(Dataset entries)
■ ■ ■

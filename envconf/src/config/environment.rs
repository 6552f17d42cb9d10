//! Environment names and process-level defaults.
//!
//! This module defines the default/selected environment pair that drives
//! resolution, and reads the ENVCONF_* variables that supply defaults for it.

use std::env;
use std::path::PathBuf;

/// Variable naming the configuration directory.
pub const CONFIG_DIR_VAR: &str = "ENVCONF_CONFIG_DIR";

/// Variable naming the default environment.
pub const DEFAULT_ENV_VAR: &str = "ENVCONF_DEFAULT_ENV";

/// Variable naming the selected environment.
pub const ENV_VAR: &str = "ENVCONF_ENV";

/// Default environment name used when nothing else is configured.
pub const DEFAULT_ENV_NAME: &str = "default";

/// The pair of environments applied during resolution.
///
/// The default environment is applied first, the selected environment on
/// top of it. Both are fixed once a config is created and are reused for
/// every directory the config is later extended with.
///
/// # Examples
///
/// ```
/// use envconf::config::Environments;
///
/// let envs = Environments::new(None, Some("production".to_string()));
/// assert_eq!(envs.default_env(), "default");
/// assert_eq!(envs.env(), "production");
///
/// // The selected environment falls back to the default one.
/// let envs = Environments::new(Some("base".to_string()), None);
/// assert_eq!(envs.env(), "base");
/// ```
#[derive(Debug, Clone, PartialEq, Eq)]
pub struct Environments {
    default_env: String,
    env: String,
}

impl Environments {
    /// Build the environment pair, applying fallbacks.
    ///
    /// Empty names count as unset.
    #[must_use]
    pub fn new(default_env: Option<String>, env: Option<String>) -> Self {
        let default_env = non_empty(default_env).unwrap_or_else(|| DEFAULT_ENV_NAME.to_string());
        let env = non_empty(env).unwrap_or_else(|| default_env.clone());
        Self { default_env, env }
    }

    /// The fallback environment, applied first.
    #[must_use]
    pub fn default_env(&self) -> &str {
        &self.default_env
    }

    /// The selected environment, applied second.
    #[must_use]
    pub fn env(&self) -> &str {
        &self.env
    }

    /// Names in application order. Both slots are always present, even when equal.
    #[must_use]
    pub fn names(&self) -> [&str; 2] {
        [self.default_env.as_str(), self.env.as_str()]
    }

    /// Whether the selected environment is the default one.
    #[must_use]
    pub fn is_default(&self) -> bool {
        self.default_env == self.env
    }
}

impl Default for Environments {
    fn default() -> Self {
        Self::new(None, None)
    }
}

/// Process-level defaults read from ENVCONF_* variables.
///
/// # Examples
///
/// ```no_run
/// use envconf::config::EnvironmentConfig;
///
/// let process = EnvironmentConfig::from_process();
/// if let Some(dir) = process.config_dir {
///     println!("configs live in {}", dir.display());
/// }
/// ```
#[derive(Debug, Clone, Default, PartialEq, Eq)]
pub struct EnvironmentConfig {
    /// Value of `ENVCONF_CONFIG_DIR`.
    pub config_dir: Option<PathBuf>,
    /// Value of `ENVCONF_DEFAULT_ENV`.
    pub default_env: Option<String>,
    /// Value of `ENVCONF_ENV`.
    pub env: Option<String>,
}

impl EnvironmentConfig {
    /// Read the ENVCONF_* variables. Unset, empty, and non-UTF-8 values are ignored.
    #[must_use]
    pub fn from_process() -> Self {
        Self {
            config_dir: read_var(CONFIG_DIR_VAR).map(PathBuf::from),
            default_env: read_var(DEFAULT_ENV_VAR),
            env: read_var(ENV_VAR),
        }
    }
}

fn read_var(key: &str) -> Option<String> {
    non_empty(env::var(key).ok())
}

/// Treat empty strings as absent.
pub(crate) fn non_empty(value: Option<String>) -> Option<String> {
    value.filter(|v| !v.is_empty())
}
//! Entry point: assemble directory, environments and loader, then resolve.

use std::env;
use std::path::{Path, PathBuf};
use std::rc::Rc;

use crate::config::environment::{non_empty, EnvironmentConfig, Environments};
use crate::config::loader::{FileLoader, ModuleLoader};
use crate::config::object::Config;
use crate::config::resolver::DirectoryResolver;
use crate::config::source::Source;
use crate::error::Result;

/// Directory used when neither an explicit directory nor `ENVCONF_CONFIG_DIR` is set.
pub const DEFAULT_CONFIG_DIR: &str = "configs";

/// Environment names for [`load`]. Unset or empty fields fall back to the
/// process environment, then to built-in defaults.
#[derive(Debug, Clone, Default, PartialEq, Eq)]
pub struct LoadOptions {
    /// Default environment name (`ENVCONF_DEFAULT_ENV`, then `"default"`).
    pub default_env: Option<String>,
    /// Selected environment name (`ENVCONF_ENV`, then the default environment).
    pub env: Option<String>,
}

/// Builder for resolving a [`Config`].
///
/// # Precedence
///
/// For each setting, highest first:
///
/// 1. Values given to the builder
/// 2. ENVCONF_* environment variables (unless [`skip_env`](Self::skip_env))
/// 3. Built-in defaults: `./configs`, `"default"`, and the default environment
///
/// # Examples
///
/// ```no_run
/// use envconf::ConfigBuilder;
///
/// let config = ConfigBuilder::new()
///     .with_dir("configs")
///     .with_env("production")
///     .extend_with("configs/local.yaml")
///     .build()
///     .unwrap();
///
/// println!("{}", serde_json::to_string_pretty(&config).unwrap());
/// ```
#[derive(Default)]
pub struct ConfigBuilder {
    dir: Option<PathBuf>,
    default_env: Option<String>,
    env: Option<String>,
    loader: Option<Rc<dyn ModuleLoader>>,
    skip_env: bool,
    extensions: Vec<Source>,
}

impl ConfigBuilder {
    /// Create a builder with no overrides.
    #[must_use]
    pub fn new() -> Self {
        Self::default()
    }

    /// Resolve this directory instead of `ENVCONF_CONFIG_DIR` or `./configs`.
    #[must_use]
    pub fn with_dir(mut self, dir: impl Into<PathBuf>) -> Self {
        self.dir = Some(dir.into());
        self
    }

    /// Set the default environment name.
    #[must_use]
    pub fn with_default_env(mut self, name: impl Into<String>) -> Self {
        self.default_env = Some(name.into());
        self
    }

    /// Set the selected environment name.
    #[must_use]
    pub fn with_env(mut self, name: impl Into<String>) -> Self {
        self.env = Some(name.into());
        self
    }

    /// Apply both names from `options`, leaving unset ones untouched.
    #[must_use]
    pub fn with_options(mut self, options: LoadOptions) -> Self {
        if let Some(default_env) = options.default_env {
            self.default_env = Some(default_env);
        }
        if let Some(env) = options.env {
            self.env = Some(env);
        }
        self
    }

    /// Use a custom module loader for resolution and later `extend` calls.
    #[must_use]
    pub fn with_loader(mut self, loader: Rc<dyn ModuleLoader>) -> Self {
        self.loader = Some(loader);
        self
    }

    /// Ignore ENVCONF_* environment variables.
    #[must_use]
    pub fn skip_env(mut self) -> Self {
        self.skip_env = true;
        self
    }

    /// Queue a source to extend the config with right after resolution.
    ///
    /// Path sources are classified as file or directory here, when the
    /// source is converted, not later in [`build`](Self::build). A directory
    /// created after this call is still treated as a module path.
    #[must_use]
    pub fn extend_with(mut self, source: impl Into<Source>) -> Self {
        self.extensions.push(source.into());
        self
    }

    /// Resolve the configuration.
    ///
    /// # Errors
    ///
    /// Returns an error if an environment module or queued source fails to
    /// load, if any of them defines the reserved `extend` key, or if the
    /// current directory cannot be determined when falling back to
    /// `./configs`.
    pub fn build(self) -> Result<Config> {
        let process = if self.skip_env {
            EnvironmentConfig::default()
        } else {
            EnvironmentConfig::from_process()
        };

        let dir = match self.dir.or(process.config_dir) {
            Some(dir) => dir,
            None => env::current_dir()?.join(DEFAULT_CONFIG_DIR),
        };
        let environments = Environments::new(
            non_empty(self.default_env).or(process.default_env),
            non_empty(self.env).or(process.env),
        );
        let loader = self.loader.unwrap_or_else(|| Rc::new(FileLoader));

        log::debug!(
            "resolving {} with environments {} -> {}",
            dir.display(),
            environments.default_env(),
            environments.env()
        );
        let config = DirectoryResolver::new(environments, loader).resolve(&dir)?;

        if !self.extensions.is_empty() {
            config.extend(self.extensions)?;
        }

        Ok(config)
    }
}

/// Resolve a configuration directory with process-level fallbacks.
///
/// `dir` falls back to `ENVCONF_CONFIG_DIR`, then `./configs`. Environment
/// names fall back as described on [`LoadOptions`].
///
/// # Errors
///
/// Returns an error if an environment module exists but fails to load.
///
/// # Examples
///
/// ```no_run
/// use envconf::{load, LoadOptions};
/// use std::path::Path;
///
/// let config = load(
///     Some(Path::new("configs")),
///     LoadOptions { env: Some("production".into()), ..Default::default() },
/// )
/// .unwrap();
/// assert_eq!(config.environments().env(), "production");
/// ```
pub fn load(dir: Option<&Path>, options: LoadOptions) -> Result<Config> {
    let mut builder = ConfigBuilder::new().with_options(options);
    if let Some(dir) = dir {
        builder = builder.with_dir(dir);
    }
    builder.build()
}
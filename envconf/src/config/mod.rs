//! Configuration resolution for envconf.
//!
//! A configuration directory holds one module per environment. Resolution
//! loads the default environment's module, then deep-merges the selected
//! environment's module on top of it:
//!
//! ```text
//! configs/
//! ├── default.yaml          # applied first, optional
//! ├── production/
//! │   └── index.yaml        # a directory module
//! └── stress.json           # applied when ENVCONF_ENV=stress
//! ```
//!
//! The result is a [`Config`], which can be extended afterwards with more
//! mappings, module files, or whole configuration directories.
//!
//! # Configuration Precedence
//!
//! Highest to lowest:
//!
//! 1. Sources passed to [`Config::extend`] (later calls win)
//! 2. The selected environment module
//! 3. The default environment module
//!
//! # Examples
//!
//! ```no_run
//! use envconf::config::ConfigBuilder;
//! use serde_json::json;
//!
//! let config = ConfigBuilder::new()
//!     .with_dir("configs")
//!     .with_env("production")
//!     .build()
//!     .unwrap();
//!
//! config.extend(["configs/plugins"]).unwrap();
//! assert_eq!(config.get("env"), Some(json!("production")));
//! ```

pub mod builder;
pub mod environment;
pub mod loader;
pub mod merger;
pub mod object;
pub mod probe;
pub mod resolver;
pub mod source;

#[cfg(all(test, feature = "property-tests"))]
mod proptests;

/// A configuration mapping: string keys to arbitrary JSON-shaped values.
pub type Mapping = serde_json::Map<String, serde_json::Value>;

// Re-export key types at module root
pub use builder::{load, ConfigBuilder, LoadOptions, DEFAULT_CONFIG_DIR};
pub use environment::{EnvironmentConfig, Environments, DEFAULT_ENV_NAME};
pub use loader::{FileLoader, LoadOutcome, ModuleLoader};
pub use merger::DeepMerger;
pub use object::{Config, RESERVED_KEY};
pub use probe::is_directory;
pub use resolver::{resolve, DirectoryResolver};
pub use source::Source;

■ ■ ■

EXERCISE DESCRIPTION: In the data above, find the line that contains "#[derive(Debug, Clone, PartialEq, Eq)]", then reproduce exactly every line from the first line through that line.

WRITTEN SOLUTION:
filename envconf/src/config/environment.rs
repository 6552f17d42cb9d10
//! Environment names and process-level defaults.
//!
//! This module defines the default/selected environment pair that drives
//! resolution, and reads the ENVCONF_* variables that supply defaults for it.

use std::env;
use std::path::PathBuf;

/// Variable naming the configuration directory.
pub const CONFIG_DIR_VAR: &str = "ENVCONF_CONFIG_DIR";

/// Variable naming the default environment.
pub const DEFAULT_ENV_VAR: &str = "ENVCONF_DEFAULT_ENV";

/// Variable naming the selected environment.
pub const ENV_VAR: &str = "ENVCONF_ENV";

/// Default environment name used when nothing else is configured.
pub const DEFAULT_ENV_NAME: &str = "default";

/// The pair of environments applied during resolution.
///
/// The default environment is applied first, the selected environment on
/// top of it. Both are fixed once a config is created and are reused for
/// every directory the config is later extended with.
///
/// # Examples
///
/// ```
/// use envconf::config::Environments;
///
/// let envs = Environments::new(None, Some("production".to_string()));
/// assert_eq!(envs.default_env(), "default");
/// assert_eq!(envs.env(), "production");
///
/// // The selected environment falls back to the default one.
/// let envs = Environments::new(Some("base".to_string()), None);
/// assert_eq!(envs.env(), "base");
/// ```
#[derive(Debug, Clone, PartialEq, Eq)]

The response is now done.